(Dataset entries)
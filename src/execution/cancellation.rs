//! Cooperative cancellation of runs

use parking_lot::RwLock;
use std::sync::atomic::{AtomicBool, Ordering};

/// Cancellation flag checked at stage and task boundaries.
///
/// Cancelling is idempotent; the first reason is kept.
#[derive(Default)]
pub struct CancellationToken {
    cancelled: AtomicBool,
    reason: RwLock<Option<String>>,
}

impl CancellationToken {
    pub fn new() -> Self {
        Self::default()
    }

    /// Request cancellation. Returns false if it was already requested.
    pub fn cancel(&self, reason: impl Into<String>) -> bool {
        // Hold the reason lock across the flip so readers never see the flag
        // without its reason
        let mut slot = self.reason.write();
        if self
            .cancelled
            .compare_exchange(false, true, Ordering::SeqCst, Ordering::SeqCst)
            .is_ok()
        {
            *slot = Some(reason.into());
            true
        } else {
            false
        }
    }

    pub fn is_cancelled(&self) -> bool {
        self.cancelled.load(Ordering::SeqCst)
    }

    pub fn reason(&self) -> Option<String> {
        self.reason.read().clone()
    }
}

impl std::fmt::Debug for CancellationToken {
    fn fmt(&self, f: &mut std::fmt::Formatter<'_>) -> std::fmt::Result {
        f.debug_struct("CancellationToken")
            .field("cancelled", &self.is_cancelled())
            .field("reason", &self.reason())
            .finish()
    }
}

---

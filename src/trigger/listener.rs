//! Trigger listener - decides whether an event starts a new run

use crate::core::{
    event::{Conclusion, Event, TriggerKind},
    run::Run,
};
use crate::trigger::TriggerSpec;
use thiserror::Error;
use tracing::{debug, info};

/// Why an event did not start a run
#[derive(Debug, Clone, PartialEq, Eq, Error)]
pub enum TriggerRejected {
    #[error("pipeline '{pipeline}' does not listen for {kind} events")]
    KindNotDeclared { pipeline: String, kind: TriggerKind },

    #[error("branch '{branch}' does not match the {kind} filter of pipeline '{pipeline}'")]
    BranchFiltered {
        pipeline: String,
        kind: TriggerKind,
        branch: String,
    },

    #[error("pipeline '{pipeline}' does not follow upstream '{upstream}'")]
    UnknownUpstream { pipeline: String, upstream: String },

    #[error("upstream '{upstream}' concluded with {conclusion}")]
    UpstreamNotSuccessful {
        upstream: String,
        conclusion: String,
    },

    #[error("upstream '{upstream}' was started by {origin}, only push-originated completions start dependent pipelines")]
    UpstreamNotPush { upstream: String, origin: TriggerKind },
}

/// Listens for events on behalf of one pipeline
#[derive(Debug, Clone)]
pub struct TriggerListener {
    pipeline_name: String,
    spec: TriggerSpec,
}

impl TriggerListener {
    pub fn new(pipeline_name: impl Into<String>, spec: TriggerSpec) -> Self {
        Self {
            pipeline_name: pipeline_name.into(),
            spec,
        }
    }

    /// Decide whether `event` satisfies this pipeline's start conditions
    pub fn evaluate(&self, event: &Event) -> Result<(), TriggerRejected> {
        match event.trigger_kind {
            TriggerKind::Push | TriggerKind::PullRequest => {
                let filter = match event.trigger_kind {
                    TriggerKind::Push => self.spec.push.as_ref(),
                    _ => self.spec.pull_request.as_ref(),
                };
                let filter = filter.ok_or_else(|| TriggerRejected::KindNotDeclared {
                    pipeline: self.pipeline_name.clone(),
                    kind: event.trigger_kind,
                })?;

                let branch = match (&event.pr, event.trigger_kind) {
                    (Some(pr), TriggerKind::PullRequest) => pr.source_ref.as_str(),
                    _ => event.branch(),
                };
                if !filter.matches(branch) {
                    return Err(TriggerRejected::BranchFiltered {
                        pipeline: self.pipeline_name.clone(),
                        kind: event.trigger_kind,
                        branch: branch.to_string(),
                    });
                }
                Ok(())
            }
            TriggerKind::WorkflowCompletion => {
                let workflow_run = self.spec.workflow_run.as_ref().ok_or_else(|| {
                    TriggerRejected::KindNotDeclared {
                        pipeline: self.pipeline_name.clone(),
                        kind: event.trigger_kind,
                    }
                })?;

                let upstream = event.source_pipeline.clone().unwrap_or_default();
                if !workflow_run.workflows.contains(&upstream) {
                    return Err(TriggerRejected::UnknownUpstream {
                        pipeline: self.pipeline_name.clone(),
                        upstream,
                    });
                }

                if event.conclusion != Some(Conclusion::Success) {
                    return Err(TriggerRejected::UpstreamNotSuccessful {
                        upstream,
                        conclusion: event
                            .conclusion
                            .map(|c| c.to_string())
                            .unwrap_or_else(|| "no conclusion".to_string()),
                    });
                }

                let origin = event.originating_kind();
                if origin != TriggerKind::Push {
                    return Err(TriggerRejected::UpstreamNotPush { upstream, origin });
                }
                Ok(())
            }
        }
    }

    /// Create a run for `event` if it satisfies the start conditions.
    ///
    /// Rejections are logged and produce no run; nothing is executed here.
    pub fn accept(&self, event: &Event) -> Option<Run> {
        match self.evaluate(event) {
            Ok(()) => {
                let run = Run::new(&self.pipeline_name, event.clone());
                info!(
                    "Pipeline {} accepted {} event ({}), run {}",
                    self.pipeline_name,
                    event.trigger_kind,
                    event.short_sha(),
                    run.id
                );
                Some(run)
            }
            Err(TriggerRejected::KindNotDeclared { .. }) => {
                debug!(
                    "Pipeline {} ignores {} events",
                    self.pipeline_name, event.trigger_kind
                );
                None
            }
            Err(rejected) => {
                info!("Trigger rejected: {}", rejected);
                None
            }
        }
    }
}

* _ASSIGNED TASK_: Reprint exactly the lines above that start at the one with "filename src/execution/cancellation.rs" and end at the one with "impl std::fmt::Debug for", keeping both and adding none.

* _SOLUTION FOR THIS EXERCISE_:
filename src/execution/cancellation.rs
//! Cooperative cancellation of runs

use parking_lot::RwLock;
use std::sync::atomic::{AtomicBool, Ordering};

/// Cancellation flag checked at stage and task boundaries.
///
/// Cancelling is idempotent; the first reason is kept.
#[derive(Default)]
pub struct CancellationToken {
    cancelled: AtomicBool,
    reason: RwLock<Option<String>>,
}

impl CancellationToken {
    pub fn new() -> Self {
        Self::default()
    }

    /// Request cancellation. Returns false if it was already requested.
    pub fn cancel(&self, reason: impl Into<String>) -> bool {
        // Hold the reason lock across the flip so readers never see the flag
        // without its reason
        let mut slot = self.reason.write();
        if self
            .cancelled
            .compare_exchange(false, true, Ordering::SeqCst, Ordering::SeqCst)
            .is_ok()
        {
            *slot = Some(reason.into());
            true
        } else {
            false
        }
    }

    pub fn is_cancelled(&self) -> bool {
        self.cancelled.load(Ordering::SeqCst)
    }

    pub fn reason(&self) -> Option<String> {
        self.reason.read().clone()
    }
}

impl std::fmt::Debug for CancellationToken {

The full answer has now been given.